I’ll save you the suspense: Yes. Read on for an explanation.
In North Carolina, second-degree murder occurs when a person kills another living human being with malice. See Jessica Smith, North Carolina Crimes, A Guidebook on the Elements of Crime 90 (7th ed. 2012) [hereinafter NC Crimes]. North Carolina law recognizes three forms of malice:
(1) the express emotions of hatred, ill will, and spite;
(2) the commission of an inherently dangerous act in such a reckless and wanton manner as to manifest a mind utterly without regard for human life and social duty and deliberately bent on mischief (which I refer to below as “inherently dangerous act” malice); and
(3) a condition of the mind which prompts a person to take the life of another intentionally, or to intentionally inflict serious bodily injury which proximately results in death, without just cause, excuse, or justification.
NC Crimes at 84 & 91.
Suppose the defendant is charged with second-degree murder. Suppose further that the victim died of a drug overdose after having purchased drugs from the defendant. If the evidence supports it, can the judge instruct on involuntary manslaughter? Put another way, is involuntary manslaughter a lesser-included offense of second-degree murder based on a drug overdose? For the reasons below, I think that the answer is yes.

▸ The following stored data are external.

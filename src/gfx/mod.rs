//! # Graphics Module
//!
//! GPU-facing side of the automaton: the wgpu context bound to the window
//! surface, the state textures that hold one generation each, and the two
//! fixed render pipelines (rule step, display composite).

pub mod context;
pub mod pipelines;
pub mod state_buffer;

pub use context::GpuContext;
pub use pipelines::AutomataPipelines;
pub use state_buffer::StateBuffer;
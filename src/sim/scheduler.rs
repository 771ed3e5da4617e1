//! Drift-corrected fixed-rate timer
//!
//! Each firing measures how far it overshot its own deadline and schedules
//! the next one at `spacing - overshoot`, clamped at zero. While lateness
//! stays under one spacing the deadlines hold an absolute schedule, so
//! per-firing lag never accumulates and the long-run rate converges to the
//! nominal spacing. The winit loop parks on the deadline with
//! `ControlFlow::WaitUntil`; because firings happen on the event-loop
//! thread, at most one step is ever in flight.

use std::time::{Duration, Instant};

/// Nominal simulation rate.
pub const GENERATIONS_PER_SECOND: u32 = 60;

pub struct Scheduler {
    spacing: Duration,
    last_fire: Option<Instant>,
    deadline: Instant,
}

impl Scheduler {
    pub fn new(rate_hz: u32) -> Self {
        Self {
            spacing: Duration::from_secs(1) / rate_hz,
            last_fire: None,
            deadline: Instant::now(),
        }
    }

    /// Whether the next firing is due at `now`
    pub fn due(&self, now: Instant) -> bool {
        now >= self.deadline
    }

    /// When the next firing is scheduled
    pub fn deadline(&self) -> Instant {
        self.deadline
    }

    /// Records a firing at `now` and schedules the next one
    ///
    /// The caller executes exactly one step per call. Overshoot is measured
    /// against the firing's own deadline, not the previous firing, so a
    /// firing that is always a little late cannot drag the schedule with it.
    pub fn fire(&mut self, now: Instant) {
        let delay = match self.last_fire {
            Some(_) => {
                let overshoot = now.saturating_duration_since(self.deadline);
                self.spacing.saturating_sub(overshoot)
            }
            None => self.spacing,
        };
        self.last_fire = Some(now);
        self.deadline = now + delay;
    }

    pub fn spacing(&self) -> Duration {
        self.spacing
    }
}

#[cfg(test)]
mod tests {
    use super::*;

    const MS: Duration = Duration::from_millis(1);

    #[test]
    fn test_spacing_at_60hz() {
        let scheduler = Scheduler::new(60);
        assert_eq!(scheduler.spacing(), Duration::from_secs(1) / 60);
    }

    #[test]
    fn test_first_fire_schedules_one_spacing_ahead() {
        let mut scheduler = Scheduler::new(60);
        let t0 = Instant::now();
        scheduler.fire(t0);
        assert_eq!(scheduler.deadline(), t0 + scheduler.spacing());
        assert!(!scheduler.due(t0));
        assert!(scheduler.due(t0 + scheduler.spacing()));
    }

    #[test]
    fn test_on_time_fire_keeps_full_spacing() {
        let mut scheduler = Scheduler::new(60);
        let spacing = scheduler.spacing();
        let t0 = Instant::now();
        scheduler.fire(t0);
        scheduler.fire(t0 + spacing);
        assert_eq!(scheduler.deadline(), t0 + spacing * 2);
    }

    #[test]
    fn test_late_fire_shortens_next_delay() {
        let mut scheduler = Scheduler::new(60);
        let spacing = scheduler.spacing();
        let t0 = Instant::now();
        scheduler.fire(t0);

        // 5ms overshoot comes straight off the next delay.
        let late = t0 + spacing + 5 * MS;
        scheduler.fire(late);
        assert_eq!(scheduler.deadline(), late + spacing - 5 * MS);
    }

    #[test]
    fn test_overshoot_beyond_spacing_clamps_to_zero() {
        let mut scheduler = Scheduler::new(60);
        let spacing = scheduler.spacing();
        let t0 = Instant::now();
        scheduler.fire(t0);

        let very_late = t0 + spacing * 3;
        scheduler.fire(very_late);
        assert_eq!(scheduler.deadline(), very_late);
        assert!(scheduler.due(very_late));
    }

    #[test]
    fn test_constant_lag_holds_nominal_rate() {
        let mut scheduler = Scheduler::new(60);
        let spacing = scheduler.spacing();
        let lag = 3 * MS;
        let t0 = Instant::now();
        scheduler.fire(t0);

        let mut last_fire = t0;
        for _ in 0..100 {
            last_fire = scheduler.deadline() + lag;
            scheduler.fire(last_fire);
        }

        // Lateness never accumulates: the deadlines stay on the absolute
        // schedule, so the average inter-fire interval is the nominal
        // spacing (here 100 intervals cover 100 spacings plus one lag).
        assert_eq!(scheduler.deadline(), t0 + spacing * 101);
        assert_eq!(last_fire - t0, spacing * 100 + lag);
    }

    #[test]
    fn test_single_late_firing_does_not_shift_the_train() {
        let mut scheduler = Scheduler::new(60);
        let spacing = scheduler.spacing();
        let t0 = Instant::now();
        scheduler.fire(t0);

        // One firing lands 4ms late; firing at each subsequent deadline
        // puts the train back on the nominal spacing immediately.
        let late = t0 + spacing + 4 * MS;
        scheduler.fire(late);
        let next = scheduler.deadline();
        scheduler.fire(next);
        assert_eq!(scheduler.deadline(), t0 + spacing * 3);
    }
}
//! The two fixed shader programs of the automaton
//!
//! `rule` advances one generation into a state buffer; `composite` maps a
//! state buffer to the two display colors on the surface. Both draw a single
//! fullscreen triangle and sample exactly one state buffer; the rule program
//! additionally reads the `canvasSize` uniform for its per-pixel neighbor
//! offsets.

use crate::wgpu_utils::{binding_types, UniformBuffer};

use super::state_buffer::{StateBuffer, STATE_FORMAT};

/// Uniform consumed by the rule shader. MUST match the CanvasSize struct in
/// rule.wgsl exactly.
#[repr(C)]
#[derive(Copy, Clone, Debug)]
pub struct CanvasSize {
    size: [f32; 2],
    _padding: [f32; 2],
}

unsafe impl bytemuck::Pod for CanvasSize {}
unsafe impl bytemuck::Zeroable for CanvasSize {}

impl CanvasSize {
    pub fn new(width: u32, height: u32) -> Self {
        Self {
            size: [width as f32, height as f32],
            _padding: [0.0; 2],
        }
    }
}

pub struct AutomataPipelines {
    rule_pipeline: wgpu::RenderPipeline,
    composite_pipeline: wgpu::RenderPipeline,
    rule_layout: wgpu::BindGroupLayout,
    composite_layout: wgpu::BindGroupLayout,
    canvas_size: UniformBuffer<CanvasSize>,
}

impl AutomataPipelines {
    /// Compiles and links both programs
    ///
    /// WGSL validation failures surface here through wgpu's default fatal
    /// error handling, with the compiler diagnostic attached.
    pub fn new(
        device: &wgpu::Device,
        surface_format: wgpu::TextureFormat,
        width: u32,
        height: u32,
    ) -> Self {
        let rule_shader = device.create_shader_module(wgpu::ShaderModuleDescriptor {
            label: Some("Rule Shader"),
            source: wgpu::ShaderSource::Wgsl(include_str!("rule.wgsl").into()),
        });
        let composite_shader = device.create_shader_module(wgpu::ShaderModuleDescriptor {
            label: Some("Composite Shader"),
            source: wgpu::ShaderSource::Wgsl(include_str!("composite.wgsl").into()),
        });

        let rule_layout = device.create_bind_group_layout(&wgpu::BindGroupLayoutDescriptor {
            label: Some("Rule Bind Group Layout"),
            entries: &[
                wgpu::BindGroupLayoutEntry {
                    binding: 0,
                    visibility: wgpu::ShaderStages::FRAGMENT,
                    ty: binding_types::texture_2d(),
                    count: None,
                },
                wgpu::BindGroupLayoutEntry {
                    binding: 1,
                    visibility: wgpu::ShaderStages::FRAGMENT,
                    ty: binding_types::sampler(wgpu::SamplerBindingType::Filtering),
                    count: None,
                },
                wgpu::BindGroupLayoutEntry {
                    binding: 2,
                    visibility: wgpu::ShaderStages::FRAGMENT,
                    ty: binding_types::uniform(),
                    count: None,
                },
            ],
        });

        let composite_layout = device.create_bind_group_layout(&wgpu::BindGroupLayoutDescriptor {
            label: Some("Composite Bind Group Layout"),
            entries: &[
                wgpu::BindGroupLayoutEntry {
                    binding: 0,
                    visibility: wgpu::ShaderStages::FRAGMENT,
                    ty: binding_types::texture_2d(),
                    count: None,
                },
                wgpu::BindGroupLayoutEntry {
                    binding: 1,
                    visibility: wgpu::ShaderStages::FRAGMENT,
                    ty: binding_types::sampler(wgpu::SamplerBindingType::Filtering),
                    count: None,
                },
            ],
        });

        let rule_pipeline = create_fullscreen_pipeline(
            device,
            "Rule Pipeline",
            &rule_shader,
            &rule_layout,
            STATE_FORMAT,
        );
        let composite_pipeline = create_fullscreen_pipeline(
            device,
            "Composite Pipeline",
            &composite_shader,
            &composite_layout,
            surface_format,
        );

        let canvas_size = UniformBuffer::new_with_data(device, &CanvasSize::new(width, height));

        Self {
            rule_pipeline,
            composite_pipeline,
            rule_layout,
            composite_layout,
            canvas_size,
        }
    }

    /// Bind group for one rule draw sampling `source`
    pub fn rule_bind_group(&self, device: &wgpu::Device, source: &StateBuffer) -> wgpu::BindGroup {
        device.create_bind_group(&wgpu::BindGroupDescriptor {
            label: Some(&format!("Rule Bind Group (source {})", source.index)),
            layout: &self.rule_layout,
            entries: &[
                wgpu::BindGroupEntry {
                    binding: 0,
                    resource: wgpu::BindingResource::TextureView(&source.view),
                },
                wgpu::BindGroupEntry {
                    binding: 1,
                    resource: wgpu::BindingResource::Sampler(&source.sampler),
                },
                wgpu::BindGroupEntry {
                    binding: 2,
                    resource: self.canvas_size.binding_resource(),
                },
            ],
        })
    }

    /// Bind group for one composite draw sampling `source`
    pub fn composite_bind_group(
        &self,
        device: &wgpu::Device,
        source: &StateBuffer,
    ) -> wgpu::BindGroup {
        device.create_bind_group(&wgpu::BindGroupDescriptor {
            label: Some(&format!("Composite Bind Group (source {})", source.index)),
            layout: &self.composite_layout,
            entries: &[
                wgpu::BindGroupEntry {
                    binding: 0,
                    resource: wgpu::BindingResource::TextureView(&source.view),
                },
                wgpu::BindGroupEntry {
                    binding: 1,
                    resource: wgpu::BindingResource::Sampler(&source.sampler),
                },
            ],
        })
    }

    /// Points the rule shader's neighbor offsets at new dimensions
    pub fn set_canvas_size(&mut self, queue: &wgpu::Queue, width: u32, height: u32) {
        self.canvas_size
            .update_content(queue, CanvasSize::new(width, height));
    }

    pub fn rule_pipeline(&self) -> &wgpu::RenderPipeline {
        &self.rule_pipeline
    }

    pub fn composite_pipeline(&self) -> &wgpu::RenderPipeline {
        &self.composite_pipeline
    }
}

fn create_fullscreen_pipeline(
    device: &wgpu::Device,
    label: &str,
    shader: &wgpu::ShaderModule,
    bind_group_layout: &wgpu::BindGroupLayout,
    target_format: wgpu::TextureFormat,
) -> wgpu::RenderPipeline {
    let pipeline_layout = device.create_pipeline_layout(&wgpu::PipelineLayoutDescriptor {
        label: Some(&format!("{} Layout", label)),
        bind_group_layouts: &[bind_group_layout],
        push_constant_ranges: &[],
    });

    device.create_render_pipeline(&wgpu::RenderPipelineDescriptor {
        label: Some(label),
        layout: Some(&pipeline_layout),
        vertex: wgpu::VertexState {
            module: shader,
            entry_point: Some("vs_main"),
            buffers: &[],
            compilation_options: Default::default(),
        },
        primitive: wgpu::PrimitiveState {
            topology: wgpu::PrimitiveTopology::TriangleList,
            strip_index_format: None,
            front_face: wgpu::FrontFace::Ccw,
            cull_mode: None,
            polygon_mode: wgpu::PolygonMode::Fill,
            conservative: false,
            unclipped_depth: false,
        },
        depth_stencil: None,
        multisample: wgpu::MultisampleState {
            count: 1,
            mask: !0,
            alpha_to_coverage_enabled: false,
        },
        fragment: Some(wgpu::FragmentState {
            module: shader,
            entry_point: Some("fs_main"),
            targets: &[Some(wgpu::ColorTargetState {
                format: target_format,
                blend: Some(wgpu::BlendState::REPLACE),
                write_mask: wgpu::ColorWrites::ALL,
            })],
            compilation_options: Default::default(),
        }),
        multiview: None,
        cache: None,
    })
}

In State v. Barnes, 226 N.C. App. 318 (2013), the defendant was indicted for second-degree murder of victim Cardwell. At the time, G.S. 14-17 defined first-degree murder and provided:
All other kinds of murder, including that which shall be proximately caused by the unlawful distribution of opium or any synthetic or natural salt, compound, derivative, or preparation of opium, or cocaine or other substance described in G.S. 90-90(1)d., or methamphetamine, when the ingestion of such substance causes the death of the user, shall be deemed murder in the second degree, and any person who commits such murder shall be punished as a Class B2 felon.
The evidence showed that Cardwell died of a methadone overdose, that the defendant had sold methadone to Cardwell the night before, and that defendant himself recently had nearly died from a methadone overdose. The trial court charged the jury on second-degree murder and involuntary manslaughter. After being convicted of involuntary manslaughter, the defendant appealed arguing that the trial court erred by instructing the jury on involuntary manslaughter. The Court of Appeals disagreed. It began by noting that the recklessness supporting second-degree murder and the recklessness supporting involuntary manslaughter differ only in degree, not kind. As has long been established in North Carolina, involuntary manslaughter requires only criminal negligence, defined as a carelessness or recklessness that shows a thoughtless disregard of consequences or a heedless indifference to the safety and rights of others. NC Crimes at 100. By contrast, the malice required for second-degree murder includes commission of an inherently dangerous act in such a reckless and wanton manner as to manifest a mind utterly without regard for human life and social duty and deliberately bent on mischief (a/k/a “inherently dangerous act” malice). Id. It’s also well established that involuntary manslaughter is a lesser of second-degree murder. State v. Greene, 314 N.C. 649, 652 (1985). Noting the case law on the required showing of recklessness for murder and manslaughter, the Barnes court held that the evidence “would support a finding by the jury of reckless conduct under either [crime].” The court rejected the defendant’s argument that the language in G.S. 14-17, quoted above regarding drug-related second-degree murders meant that the defendant only could have been convicted of second-degree murder. Citing State v. Liner, 98 N.C. App. 600, 605 (1990) (“inherently dangerous act” malice existed when the defendant, knowing that two people became violently ill after using certain drugs, supplied the same drugs to the victim, who later died), the court held that the statutory language does not change the elements of the crime; the State still must prove malice to support a charge of second-degree murder. And, where, as here, the jury would have grounds to reject second-degree murder recklessness but accept involuntary manslaughter recklessness, the trial court properly instructed on the latter crime.
Read together, Liner and Barnes hold that a drug overdose death can constitute an “inherently dangerous act” malice second-degree murder and that when the evidence could support the lower showing of recklessness for involuntary manslaughter, that offense should be submitted to the jury as a lesser of second-degree murder. I’ll that note in 2012 the General Assembly amended G.S. 14-17, deleting the language quoted above and replacing it with a new subsection (b), setting the default punishment for second-degree murder at Class B1 and carving out two exceptions when punishment remains at Class B2. The two exceptions are for “inherently dangerous act” malice second-degree murder cases and those where death is proximately caused by the unlawful distribution of specified drugs and the ingestion of the drug caused the user’s death. S.L. 2012-165 sec. 1. As I recall, the primary purpose of this change was to afford the prosecution greater flexibility in plea bargaining in homicide cases. I’m not aware of anything in the legislative history that would suggest that the General Assembly intended this change to abrogate existing case law regarding the lesser-included offenses of second-degree murder. Certainly nothing in the statute suggests that to be so.
As always, if you have a different take on any of these issues, please chime in.